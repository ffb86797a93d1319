use assert_cmd::prelude::*;
use predicates::prelude::*;
use std::io::Read;
use std::path::{Path, PathBuf};
use std::process::{Command, Stdio};
use std::time::Duration;
use wait_timeout::ChildExt;

const CONFIG: &str = include_str!("../../../crates/redux-document/tests/fixtures/config.json5");

struct Workspace {
    dir: tempfile::TempDir,
    config: PathBuf,
}

impl Workspace {
    fn new() -> Self {
        let dir = tempfile::tempdir().expect("tmp");
        let config = dir.path().join("config.json5");
        std::fs::write(&config, CONFIG).expect("write fixture");
        Self { dir, config }
    }

    fn settings(&self) -> PathBuf {
        self.dir.path().join("settings.json")
    }

    fn editor(&self) -> Command {
        let mut cmd = Command::cargo_bin("redux-editor").expect("binary built");
        cmd.env("REDUX_SETTINGS", self.settings())
            .env("REDUX_CONFIG_PATH", &self.config)
            .env_remove("REDUXD_SOCKET")
            .env_remove("RUST_LOG");
        cmd
    }

    fn text(&self) -> String {
        read(&self.config)
    }
}

fn read(path: &Path) -> String {
    std::fs::read_to_string(path).expect("read")
}

#[test]
fn list_shows_every_section() {
    let ws = Workspace::new();
    ws.editor()
        .args(["--local", "--list"])
        .assert()
        .success()
        .stdout(predicate::str::contains("[hideoutOptions] Hideout Options"))
        .stdout(predicate::str::contains("[otherTweaks] Other Tweaks"))
        .stdout(predicate::str::contains("fasterBitcoinFarming.bitcoinPrice = 100000\n"));
}

#[test]
fn edits_and_save_keep_comments() {
    let ws = Workspace::new();
    ws.editor()
        .args([
            "--local",
            "--set",
            "hideoutOptions.fasterBitcoinFarming.bitcoinPrice=",
            "--set",
            "otherTweaks.questChanges=false",
            "--save",
            "--list",
        ])
        .assert()
        .success()
        .stdout(predicate::str::contains("Saved"))
        .stdout(predicate::str::contains("fasterBitcoinFarming.bitcoinPrice = null *"))
        .stdout(predicate::str::contains("questChanges = false *"));

    let expected = CONFIG
        .replace("\"bitcoinPrice\": 100000", "\"bitcoinPrice\": null")
        .replace("\"questChanges\": true", "\"questChanges\": false");
    assert_eq!(ws.text(), expected);
}

#[test]
fn rejected_input_fails_without_writing() {
    let ws = Workspace::new();
    ws.editor()
        .args(["--local", "--set", "stashOptions.currencyRequirementMultiplier=-1"])
        .assert()
        .failure()
        .stderr(predicate::str::contains("cannot be negative"));

    ws.editor()
        .args(["--local", "--set", "stashOptions.missing.value=1"])
        .assert()
        .failure()
        .stderr(predicate::str::contains("not found"));

    assert_eq!(ws.text(), CONFIG);
}

#[test]
fn reset_section_restores_loaded_values() {
    let ws = Workspace::new();
    ws.editor()
        .args([
            "--local",
            "--set",
            "otherTweaks.currencyStackSizes.roubles=5",
            "--reset-section",
            "otherTweaks",
            "--save",
        ])
        .assert()
        .success();
    assert_eq!(ws.text(), CONFIG);
}

#[test]
fn wait_autosave_saves_after_the_delay() {
    let ws = Workspace::new();
    std::fs::write(ws.settings(), r#"{ "editor": { "autosave_delay_ms": 100 } }"#).expect("settings");

    let mut child = ws
        .editor()
        .args(["--local", "--set", "economyOptions.enabled=off", "--wait-autosave"])
        .stdout(Stdio::piped())
        .stderr(Stdio::null())
        .spawn()
        .expect("spawn editor");
    match child.wait_timeout(Duration::from_secs(20)).expect("wait_timeout") {
        Some(status) => assert!(status.success(), "editor exited with {:?}", status),
        None => {
            let _ = child.kill();
            panic!("editor did not exit within timeout");
        }
    }

    let mut stdout = String::new();
    child
        .stdout
        .take()
        .expect("piped stdout")
        .read_to_string(&mut stdout)
        .expect("read stdout");
    assert!(stdout.contains("Autosaved"), "stdout: {}", stdout);

    let text = ws.text();
    assert!(text.contains("// Price of bitcoin in the handbook."));
    assert!(text.contains("\"economyOptions\": {\n    \"enabled\": false,"));
}

#[test]
fn init_settings_writes_defaults() {
    let ws = Workspace::new();
    ws.editor()
        .arg("--init-settings")
        .assert()
        .success()
        .stdout(predicate::str::contains("Settings written to"));
    let written = read(&ws.settings());
    assert!(written.contains("\"autosave_delay_ms\": 5000"));
}

#[test]
fn missing_document_is_reported() {
    let ws = Workspace::new();
    ws.editor()
        .args(["--local", "--open"])
        .arg(ws.dir.path().join("absent.json5"))
        .assert()
        .failure()
        .stderr(predicate::str::contains("Cannot resolve"));
}
//! Softcore Redux Document Store
//!
//! Loads commented JSON (`config.json5`) into a lossless tree and writes it
//! back byte for byte. Values can be read and replaced by key path; a
//! replacement only rewrites the text of the targeted value, so the comments
//! that document every setting survive edits.

mod path;
mod syntax;
mod tree;
mod value;

pub use path::KeyPath;
pub use value::{Number, Value};

use std::fmt;
use tree::{line_indent, Layout, Node};

/// Document loading and editing errors
#[derive(Debug, Clone, PartialEq, thiserror::Error)]
pub enum DocumentError {
    #[error("Parse error at line {line}, column {column}: {message}")]
    Parse {
        line: usize,
        column: usize,
        message: String,
    },
    #[error("Invalid path '{path}': {reason}")]
    InvalidPath { path: String, reason: String },
    #[error("Invalid value: {0}")]
    InvalidValue(String),
}

impl DocumentError {
    fn invalid_path(path: &KeyPath, reason: impl Into<String>) -> Self {
        DocumentError::InvalidPath {
            path: path.to_string(),
            reason: reason.into(),
        }
    }
}

/// A parsed document with all comments and whitespace retained.
///
/// `Clone` is a deep copy: the clone shares nothing with the original.
#[derive(Debug, Clone, PartialEq)]
pub struct Document {
    leading: String,
    root: Node,
    trailing: String,
    layout: Layout,
}

/// Parse `text` into a [`Document`].
pub fn parse(text: &str) -> Result<Document, DocumentError> {
    Document::parse(text)
}

/// Render `document` back to text.
pub fn serialize(document: &Document) -> String {
    document.to_text()
}

impl Document {
    pub fn parse(text: &str) -> Result<Self, DocumentError> {
        let parsed = syntax::parse(text)?;
        Ok(Self {
            leading: parsed.leading,
            root: parsed.root,
            trailing: parsed.trailing,
            layout: Layout::detect(text),
        })
    }

    pub fn to_text(&self) -> String {
        let mut out = String::with_capacity(self.leading.len() + self.trailing.len() + 256);
        out.push_str(&self.leading);
        self.root.write(&mut out);
        out.push_str(&self.trailing);
        out
    }

    /// The whole document as a plain value.
    pub fn root_value(&self) -> Value {
        self.root.to_value()
    }

    /// Value at `path`; the empty path addresses the root.
    pub fn get(&self, path: &KeyPath) -> Option<Value> {
        self.node(path).map(Node::to_value)
    }

    pub fn contains(&self, path: &KeyPath) -> bool {
        self.node(path).is_some()
    }

    fn node(&self, path: &KeyPath) -> Option<&Node> {
        let mut node = &self.root;
        for segment in path.segments() {
            match node {
                Node::Object(container) => node = &container.find(segment)?.value,
                _ => return None,
            }
        }
        Some(node)
    }

    /// Replace the value at `path`.
    ///
    /// Every segment but the last must name an existing object. The last
    /// segment is updated in place, or appended to its parent object when
    /// absent. Nothing outside the targeted value changes.
    pub fn set(&mut self, path: &KeyPath, value: &Value) -> Result<(), DocumentError> {
        let (last, parents) = path
            .split_last()
            .ok_or_else(|| DocumentError::invalid_path(path, "empty key path"))?;
        if !value.is_representable() {
            return Err(DocumentError::InvalidValue(format!(
                "non-finite number in value for '{}'",
                path
            )));
        }

        let mut indent = line_indent(&self.leading).unwrap_or("").to_string();
        let mut node = &mut self.root;
        for (depth, segment) in parents.iter().enumerate() {
            let Node::Object(container) = node else {
                return Err(DocumentError::invalid_path(
                    path,
                    format!("'{}' is not an object", parents[..depth].join(".")),
                ));
            };
            let Some(entry) = container.find_mut(segment) else {
                return Err(DocumentError::invalid_path(
                    path,
                    format!("key '{}' not found", parents[..=depth].join(".")),
                ));
            };
            indent = entry
                .indent()
                .map(str::to_string)
                .unwrap_or_else(|| format!("{}{}", indent, self.layout.unit));
            node = &mut entry.value;
        }

        let Node::Object(container) = node else {
            return Err(DocumentError::invalid_path(
                path,
                format!("'{}' is not an object", parents.join(".")),
            ));
        };
        container.set_member(last, value, &indent, &self.layout);
        tracing::trace!(path = %path, "document value set");
        Ok(())
    }
}

impl fmt::Display for Document {
    fn fmt(&self, f: &mut fmt::Formatter<'_>) -> fmt::Result {
        f.write_str(&self.to_text())
    }
}

#[cfg(test)]
mod tests {
    use super::*;

    const SAMPLE: &str = r#"{
  // Hideout tweaks
  "hideoutOptions": {
    "fasterBitcoinFarming": {
      "enabled": true, // master switch
      /* handbook price, null keeps vanilla */
      "bitcoinPrice": 100000,
      "gpuEfficiency": 1.5
    },
    "disableFIRHideout": false,
  },
  "list": [1, 2, 3]
}
"#;

    #[test]
    fn round_trip_is_byte_identical() {
        let doc = parse(SAMPLE).expect("parse");
        assert_eq!(serialize(&doc), SAMPLE);
    }

    #[test]
    fn set_leaf_touches_only_its_value() {
        let mut doc = parse(SAMPLE).expect("parse");
        let path = KeyPath::from("hideoutOptions.fasterBitcoinFarming.bitcoinPrice");
        doc.set(&path, &Value::from(250000_i64)).expect("set");
        assert_eq!(
            doc.to_text(),
            SAMPLE.replace("\"bitcoinPrice\": 100000", "\"bitcoinPrice\": 250000")
        );
        assert_eq!(doc.get(&path), Some(Value::from(250000_i64)));
    }

    #[test]
    fn set_rejects_missing_and_non_object_parents() {
        let mut doc = parse(SAMPLE).expect("parse");
        let err = doc
            .set(&KeyPath::from("hideoutOptions.missing.enabled"), &Value::from(true))
            .expect_err("missing parent");
        assert!(matches!(err, DocumentError::InvalidPath { .. }));

        let err = doc
            .set(&KeyPath::from("list.0"), &Value::from(true))
            .expect_err("array parent");
        assert!(err.to_string().contains("not an object"));

        assert!(doc.set(&KeyPath::default(), &Value::Null).is_err());
        assert_eq!(doc.to_text(), SAMPLE);
    }

    #[test]
    fn set_appends_new_key_with_sibling_indent() {
        let mut doc = parse(SAMPLE).expect("parse");
        doc.set(&KeyPath::from("hideoutOptions.fasterBitcoinFarming.extra"), &Value::from(7_i64))
            .expect("set");
        let text = doc.to_text();
        assert!(text.contains("\"gpuEfficiency\": 1.5,\n      \"extra\": 7\n    },"));
    }

    #[test]
    fn clone_is_independent() {
        let original = parse(SAMPLE).expect("parse");
        let mut working = original.clone();
        working
            .set(&KeyPath::from("hideoutOptions.disableFIRHideout"), &Value::from(true))
            .expect("set");
        assert_eq!(original.to_text(), SAMPLE);
        assert_ne!(working.to_text(), SAMPLE);
    }

    #[test]
    fn non_finite_values_are_rejected() {
        let mut doc = parse(SAMPLE).expect("parse");
        let err = doc
            .set(
                &KeyPath::from("hideoutOptions.fasterBitcoinFarming.gpuEfficiency"),
                &Value::Number(Number::Float(f64::INFINITY)),
            )
            .expect_err("infinite");
        assert!(matches!(err, DocumentError::InvalidValue(_)));
    }
}
//! Comment preservation across edits of a full config file
use redux_document::{parse, serialize, Document, KeyPath, Value};

const CONFIG: &str = include_str!("fixtures/config.json5");

fn path(s: &str) -> KeyPath {
    KeyPath::from(s)
}

#[test]
fn fixture_round_trips() {
    let doc = parse(CONFIG).expect("fixture parses");
    assert_eq!(serialize(&doc), CONFIG);
}

#[test]
fn crlf_documents_round_trip_and_keep_crlf_on_append() {
    let text = CONFIG.replace('\n', "\r\n");
    let mut doc = Document::parse(&text).expect("crlf parses");
    assert_eq!(doc.to_text(), text);

    doc.set(&path("craftingChanges.newFlag"), &Value::from(true)).expect("set");
    let out = doc.to_text();
    assert!(out.contains("\"additionalCraftingRecipes\": true,\r\n    \"newFlag\": true\r\n  },"));
    assert!(!out.replace("\r\n", "").contains('\n'));
}

#[test]
fn every_leaf_edit_changes_exactly_one_line() {
    let mut doc = parse(CONFIG).expect("parse");
    doc.set(&path("hideoutOptions.fasterBitcoinFarming.gpuEfficiency"), &Value::from(3_i64))
        .expect("set");
    let out = doc.to_text();
    let changed: Vec<_> = CONFIG
        .lines()
        .zip(out.lines())
        .filter(|(a, b)| a != b)
        .collect();
    assert_eq!(
        changed,
        vec![(
            "      \"gpuEfficiency\": 1.5 // GPU efficiency for bitcoin farm",
            "      \"gpuEfficiency\": 3 // GPU efficiency for bitcoin farm"
        )]
    );
    assert_eq!(out.lines().count(), CONFIG.lines().count());
}

#[test]
fn null_replaces_number_in_place() {
    let mut doc = parse(CONFIG).expect("parse");
    let price = path("hideoutOptions.fasterBitcoinFarming.bitcoinPrice");
    doc.set(&price, &Value::Null).expect("set");
    assert_eq!(doc.get(&price), Some(Value::Null));
    assert!(doc.to_text().contains("Set to null to not change price.\n      \"bitcoinPrice\": null,"));
}

#[test]
fn subtree_reset_restores_original_text() {
    let original = parse(CONFIG).expect("parse");
    let mut working = original.clone();
    let section = path("hideoutOptions");

    working
        .set(&path("hideoutOptions.fasterBitcoinFarming.enabled"), &Value::from(false))
        .expect("set");
    working
        .set(&path("hideoutOptions.hideoutContainers.siccCaseBuff"), &Value::from(false))
        .expect("set");
    assert_ne!(working.to_text(), CONFIG);

    let snapshot = original.get(&section).expect("section present");
    working.set(&section, &snapshot).expect("reset section");
    assert_eq!(working.to_text(), CONFIG);
}

#[test]
fn subtree_assign_drops_members_and_keeps_neighbour_comments() {
    let mut doc = parse(CONFIG).expect("parse");
    let containers = path("hideoutOptions.hideoutContainers");
    let replacement = Value::Object(vec![
        ("enabled".to_string(), Value::from(false)),
        ("biggerHideoutContainers".to_string(), Value::from(true)),
    ]);
    doc.set(&containers, &replacement).expect("set");

    let out = doc.to_text();
    assert!(out.contains(
        "\"enabled\": false,\n      /* Medicine case 7x7 -> 10x10, Holodilnick 8x8 -> 10x10 */\n      \"biggerHideoutContainers\": true\n    },"
    ));
    assert!(!out.contains("siccCaseBuff"));
    assert_eq!(doc.get(&containers), Some(replacement));
    parse(&out).expect("result still parses");
}

#[test]
fn arrays_reconcile_element_wise() {
    let mut doc = parse("{\n  \"xs\": [\n    1, // one\n    2,\n    3\n  ]\n}\n").expect("parse");
    doc.set(&path("xs"), &Value::Array(vec![Value::from(1_i64), Value::from(5_i64)]))
        .expect("shrink");
    assert_eq!(doc.to_text(), "{\n  \"xs\": [\n    1, // one\n    5\n  ]\n}\n");

    doc.set(
        &path("xs"),
        &Value::Array(vec![Value::from(1_i64), Value::from(5_i64), Value::from("x")]),
    )
    .expect("grow");
    assert_eq!(doc.to_text(), "{\n  \"xs\": [\n    1, // one\n    5,\n    \"x\"\n  ]\n}\n");
}

#[test]
fn same_line_comment_stays_with_previous_member_on_append() {
    let mut doc = parse("{\n  \"a\": 1 // about a\n}").expect("parse");
    doc.set(&path("b"), &Value::from(2_i64)).expect("set");
    assert_eq!(doc.to_text(), "{\n  \"a\": 1, // about a\n  \"b\": 2\n}");
}

#[test]
fn appending_to_empty_object_opens_it_up() {
    let mut doc = parse("{\n  \"section\": {}\n}").expect("parse");
    doc.set(&path("section.enabled"), &Value::from(true)).expect("set");
    assert_eq!(doc.to_text(), "{\n  \"section\": {\n    \"enabled\": true\n  }\n}");
}

#[test]
fn setting_equal_value_keeps_number_spelling() {
    let mut doc = parse(CONFIG).expect("parse");
    doc.set(
        &path("economyOptions.pacifistFleaMarket.whitelist.priceMultiplier"),
        &Value::from(1_i64),
    )
    .expect("set");
    assert_eq!(doc.to_text(), CONFIG);
}

#[test]
fn trailing_commas_are_accepted_and_kept() {
    let text = "{\n  \"a\": [1, 2,],\n  \"b\": true,\n}\n";
    let mut doc = parse(text).expect("parse");
    assert_eq!(doc.to_text(), text);
    doc.set(&path("b"), &Value::from(false)).expect("set");
    assert_eq!(doc.to_text(), "{\n  \"a\": [1, 2,],\n  \"b\": false,\n}\n");
}

#[test]
fn section_reset_after_added_key_restores_original_text() {
    let original = parse(CONFIG).expect("parse");
    let mut working = original.clone();
    let section = path("hideoutOptions");

    working
        .set(&path("hideoutOptions.fasterBitcoinFarming.extra"), &Value::from(1_i64))
        .expect("append");
    assert!(working
        .to_text()
        .contains("\"gpuEfficiency\": 1.5, // GPU efficiency for bitcoin farm\n      \"extra\": 1\n    },"));

    let snapshot = original.get(&section).expect("section present");
    working.set(&section, &snapshot).expect("reset section");
    assert_eq!(working.to_text(), CONFIG);
}

#[test]
fn dropping_a_member_keeps_the_previous_members_comment() {
    let mut doc = parse(CONFIG).expect("parse");
    let stash = path("stashOptions");
    let mut members = match doc.get(&stash) {
        Some(Value::Object(members)) => members,
        other => panic!("stashOptions is not an object: {:?}", other),
    };
    members.retain(|(name, _)| name != "progressiveStash");
    doc.set(&stash, &Value::Object(members)).expect("set");

    let out = doc.to_text();
    assert!(out.contains(
        "\"biggerStash\": true, // 28/38/48/68 -> 50/100/150/200 lines\n    \"lessCurrencyForConstruction\": true,"
    ));
    assert!(!out.contains("progressiveStash"));
}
_ _ _
Tell how many lines of the data above include the string "targeted", with no other text in the answer.

2